From 1995 through 2012, I remember only one Kansas City Royals game that had a playoff atmosphere. It was 2005, a year the Royals lost a franchise-worst 106 games. They had three managers – Tony Pena, Bob Schaefer and Buddy Bell – and were outscored by 234 runs.
That team started the season 3-3, yet somehow ended April 12 games under .500. By June 1, Kansas City was 14-37, 20.5 games behind the Chicago White Sox, who went on to win the World Series.
So, how in the hell did that team have a game with a playoff atmosphere? Because it came in the most Royals of Royals moments for that era.
From July 28 to August 19, Kansas City didn’t win a single game. That’s more than three weeks without a victory. There was no break, no pandemic, no series of rainouts. The Royals were just incredibly bad. So bad that they lost 19 consecutive games.
To put that skid in prospective, it’s the longest losing streak in Major League Baseball since the 1988 Baltimore Orioles opened the season with 21 losses. The Royals’ 19-game streak is tied for the 12th longest in the sport’s history, which covers more than 130 years.
The 2005 team lives in infamy with such teams as the 1889 Louisville Colonels (26 straight losses), 1899 Cleveland Spiders (24, with an MLB worst-ever final record of 20-134 in 1899), 1961 Philadelphia Phillies (23), 1906 Boston Americans (20) and 1969 Montreal Expos (20).
As one might expect, especially if you watched Kansas City during the dark years, the Royals found some spectacular ways to extend the streak. On Aug. 4, after six straight defeats, they blew a 5-0 lead at Boston when the Red Sox scored eight runs in the fourth inning. The next day, they coughed up a 4-1 lead late against Oakland, with the winning run scoring on a wild pitch by Ambiorix Burgos.
But the worst came on Aug. 9 against the Indians. Ten games into the skid, Kansas City scored five runs in the first three innings and went into the ninth with a seemingly insurmountable 7-2 edge.
The Royals summoned Mike MacDougal, a former all-star, to finish the game and end the streak. Casey Blake doubled to lead off the inning, then Grady Sizemore doubled to cut the deficit to 7-3. A Coco Crisp single pulled Cleveland within 7-4. After a strikeout of Jhonny Peralta, Travis Hafner doubled, and Victor Martinez platted two runs with a single to left, making the score 7-6 with one out.
MacDougal recovered to get Ronnie Belliard on a grounder to Angel Berroa and appeared to end the skid when he got a fly to left field from Jeff Liefer.
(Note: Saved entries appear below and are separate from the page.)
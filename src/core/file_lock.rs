//! Advisory flock(2) locks guarding read-modify-write of shared files.

use fs2::FileExt;
use std::fs::{File, OpenOptions};
use std::io;
use std::path::{Path, PathBuf};

/// An exclusive lock on a sidecar `.lock` file. Released on drop.
#[derive(Debug)]
pub struct FileLock {
    _file: File,
}

impl FileLock {
    /// Lock file path used for `target`: the target path with `.lock` appended.
    pub fn lock_path_for(target: &Path) -> PathBuf {
        let mut name = target.as_os_str().to_os_string();
        name.push(".lock");
        PathBuf::from(name)
    }

    /// Block until the lock at `path` is held.
    pub fn exclusive(path: &Path) -> io::Result<Self> {
        let file = OpenOptions::new()
            .create(true)
            .write(true)
            .truncate(false)
            .open(path)?;
        file.lock_exclusive()?;
        Ok(Self { _file: file })
    }
}

#[cfg(test)]
mod tests {
    use super::*;
    use tempfile::TempDir;

    fn is_locked_elsewhere(path: &Path) -> bool {
        let other = OpenOptions::new().write(true).open(path).unwrap();
        match other.try_lock_exclusive() {
            Ok(()) => {
                other.unlock().unwrap();
                false
            }
            Err(_) => true,
        }
    }

    #[test]
    fn test_lock_path_appends_suffix() {
        assert_eq!(
            FileLock::lock_path_for(Path::new("/data/passwords.json")),
            PathBuf::from("/data/passwords.json.lock")
        );
    }

    #[test]
    fn test_exclusive_creates_lock_file() {
        let dir = TempDir::new().unwrap();
        let lock_path = dir.path().join("store.lock");
        let _lock = FileLock::exclusive(&lock_path).unwrap();
        assert!(lock_path.exists());
    }

    #[test]
    fn test_held_then_released_on_drop() {
        let dir = TempDir::new().unwrap();
        let lock_path = dir.path().join("store.lock");
        let lock = FileLock::exclusive(&lock_path).unwrap();
        assert!(is_locked_elsewhere(&lock_path));
        drop(lock);
        assert!(!is_locked_elsewhere(&lock_path));
    }
}
//! Five-point password strength score.

use std::fmt;

const LABELS: [&str; 5] = ["Very weak", "Weak", "Medium", "Good", "Excellent"];

/// A strength score in `1..=5`.
#[derive(Debug, Clone, Copy, PartialEq, Eq, PartialOrd, Ord)]
pub struct Strength(u8);

impl Strength {
    pub const MAX: u8 = 5;

    pub fn score(self) -> u8 {
        self.0
    }

    pub fn label(self) -> &'static str {
        LABELS[usize::from(self.0 - 1)]
    }
}

impl fmt::Display for Strength {
    fn fmt(&self, f: &mut fmt::Formatter<'_>) -> fmt::Result {
        write!(f, "{} ({}/{})", self.label(), self.0, Self::MAX)
    }
}

/// Score a password: length earns up to 2 points, lowercase, uppercase and
/// ASCII digits 1 each, non-alphanumeric symbols 2.
pub fn score(password: &str) -> Strength {
    let len = password.chars().count();
    let mut points: u8 = 0;

    if len >= 12 {
        points += 2;
    } else if len >= 8 {
        points += 1;
    }
    if password.chars().any(char::is_lowercase) {
        points += 1;
    }
    if password.chars().any(char::is_uppercase) {
        points += 1;
    }
    if password.chars().any(|c| c.is_ascii_digit()) {
        points += 1;
    }
    if password.chars().any(|c| !c.is_alphanumeric()) {
        points += 2;
    }

    Strength(points.clamp(1, Strength::MAX))
}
Predictably, Chip Ambres misplayed the ball for an error, allowing Liefer to cross the plate and tie the game. Five batters and another reliever later, the Tribe had a 13-7 lead.
To recap, an 11-run ninth inning with eight hits, two errors, two walks, 14 at-bats, and a partridge and a pear tree.
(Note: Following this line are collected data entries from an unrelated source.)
//! Random password generation with per-class guarantees.
//!
//! Lowercase letters are always in the pool. Each enabled optional class
//! (uppercase, digits, special) contributes one guaranteed character; the rest
//! is drawn uniformly from the union of enabled classes and the result is
//! shuffled.

use crate::constants;
use crate::error::{Error, Result};
use rand::rngs::OsRng;
use rand::seq::SliceRandom;
use rand::{CryptoRng, Rng};
use tracing::debug;

/// The character sets a generator draws from.
#[derive(Debug, Clone, PartialEq, Eq)]
pub struct CharacterSets {
    lowercase: Vec<char>,
    uppercase: Vec<char>,
    digits: Vec<char>,
    special: Vec<char>,
}

impl Default for CharacterSets {
    fn default() -> Self {
        Self {
            lowercase: constants::LOWERCASE_CHARS.chars().collect(),
            uppercase: constants::UPPERCASE_CHARS.chars().collect(),
            digits: constants::DIGIT_CHARS.chars().collect(),
            special: constants::SPECIAL_CHARS.chars().collect(),
        }
    }
}

impl CharacterSets {
    /// Default sets with the special symbols replaced. Duplicates are dropped.
    pub fn with_special(special: &str) -> Result<Self> {
        let mut chars: Vec<char> = Vec::new();
        for c in special.chars() {
            if !chars.contains(&c) {
                chars.push(c);
            }
        }
        if chars.is_empty() {
            return Err(Error::EmptyCharacterSet("special"));
        }
        Ok(Self {
            special: chars,
            ..Self::default()
        })
    }

    pub fn lowercase(&self) -> &[char] {
        &self.lowercase
    }

    pub fn uppercase(&self) -> &[char] {
        &self.uppercase
    }

    pub fn digits(&self) -> &[char] {
        &self.digits
    }

    pub fn special(&self) -> &[char] {
        &self.special
    }
}

/// Requested composition of one password.
#[derive(Debug, Clone, Copy, PartialEq, Eq)]
pub struct GeneratorOptions {
    pub length: usize,
    pub uppercase: bool,
    pub digits: bool,
    pub special: bool,
}

impl Default for GeneratorOptions {
    fn default() -> Self {
        Self {
            length: constants::DEFAULT_LENGTH,
            uppercase: true,
            digits: true,
            special: true,
        }
    }
}

impl GeneratorOptions {
    /// Number of guaranteed slots (one per enabled optional class).
    pub fn required_slots(&self) -> usize {
        [self.uppercase, self.digits, self.special]
            .iter()
            .filter(|enabled| **enabled)
            .count()
    }
}

#[derive(Debug, Clone, Default)]
pub struct Generator {
    sets: CharacterSets,
}

impl Generator {
    pub fn new(sets: CharacterSets) -> Self {
        Self { sets }
    }

    pub fn sets(&self) -> &CharacterSets {
        &self.sets
    }

    /// Generate a password using the operating system's CSPRNG.
    pub fn generate(&self, options: &GeneratorOptions) -> Result<String> {
        self.generate_with(options, &mut OsRng)
    }

    /// Generate a password from the given cryptographically secure source.
    pub fn generate_with<R>(&self, options: &GeneratorOptions, rng: &mut R) -> Result<String>
    where
        R: Rng + CryptoRng + ?Sized,
    {
        let required = options.required_slots();
        if options.length < required {
            return Err(Error::InvalidLength {
                length: options.length,
                required,
            });
        }

        let mut pool: Vec<char> = self.sets.lowercase.clone();
        let mut password: Vec<char> = Vec::with_capacity(options.length);
        for (enabled, set) in [
            (options.uppercase, &self.sets.uppercase),
            (options.digits, &self.sets.digits),
            (options.special, &self.sets.special),
        ] {
            if !enabled {
                continue;
            }
            pool.extend_from_slice(set);
            password.push(pick(set, rng)?);
        }

        for _ in required..options.length {
            password.push(pick(&pool, rng)?);
        }
        password.shuffle(rng);

        debug!(
            length = options.length,
            uppercase = options.uppercase,
            digits = options.digits,
            special = options.special,
            "generated password"
        );
        Ok(password.into_iter().collect())
    }
}

fn pick<R: Rng + ?Sized>(set: &[char], rng: &mut R) -> Result<char> {
    set.choose(rng)
        .copied()
        .ok_or(Error::EmptyCharacterSet("pool"))
}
Kansas City lost eight more in a row, including one-run losses to Detroit twice and Seattle once. By mid-August, they were a national laughing stock. Talk show hosts took shots nightly. They were a focus of sports talk radio just about everywhere. It was embarrassing.
On Aug. 20, against a good Oakland team, the streak mercifully came to an end. But it was a game full of tension if you were a diehard fan. The A’s scored first in the third to take a 1-0 lead, but the Royals answered with an RBI double from Emil Brown and an RBI groundout from Matt Stairs in the fourth.
Oakland threatened all night, getting a leadoff single from Dan Johnson in the fifth and a leadoff double from Eric Chavez in the sixth. In the latter, Chavez stole third with nobody out. Oakland loaded the bases with one out, but Burgos struck out Nick Swisher and got a groundout from Mark Ellis to end the inning.
The Royals held on for dear life, closing out their first win in more than three weeks with a three-up, three-down ninth. All these years later, I can remember my heart racing as Bobby Crosby grounded out to end the game. The next day, a co-worker said, “That felt like a playoff game.” And, sadly, it did.
Anytime Kansas City gets into one of these funks, I think of that game and team in 2005. The Royals have had way too many of these skids. Losing streaks are a part of baseball, and every team goes through them, but Kansas City has more than its share. Since 2004, the Royals have had 17 skids of eight or more games. Eight times in that span, they’ve had a double-digit streak.
So, as Kansas City is mired in an eight-game skid, I think of what Buddy Bell once said: “I would never say it can’t get worse.”
Let’s hope the Royals don’t prove him right this year.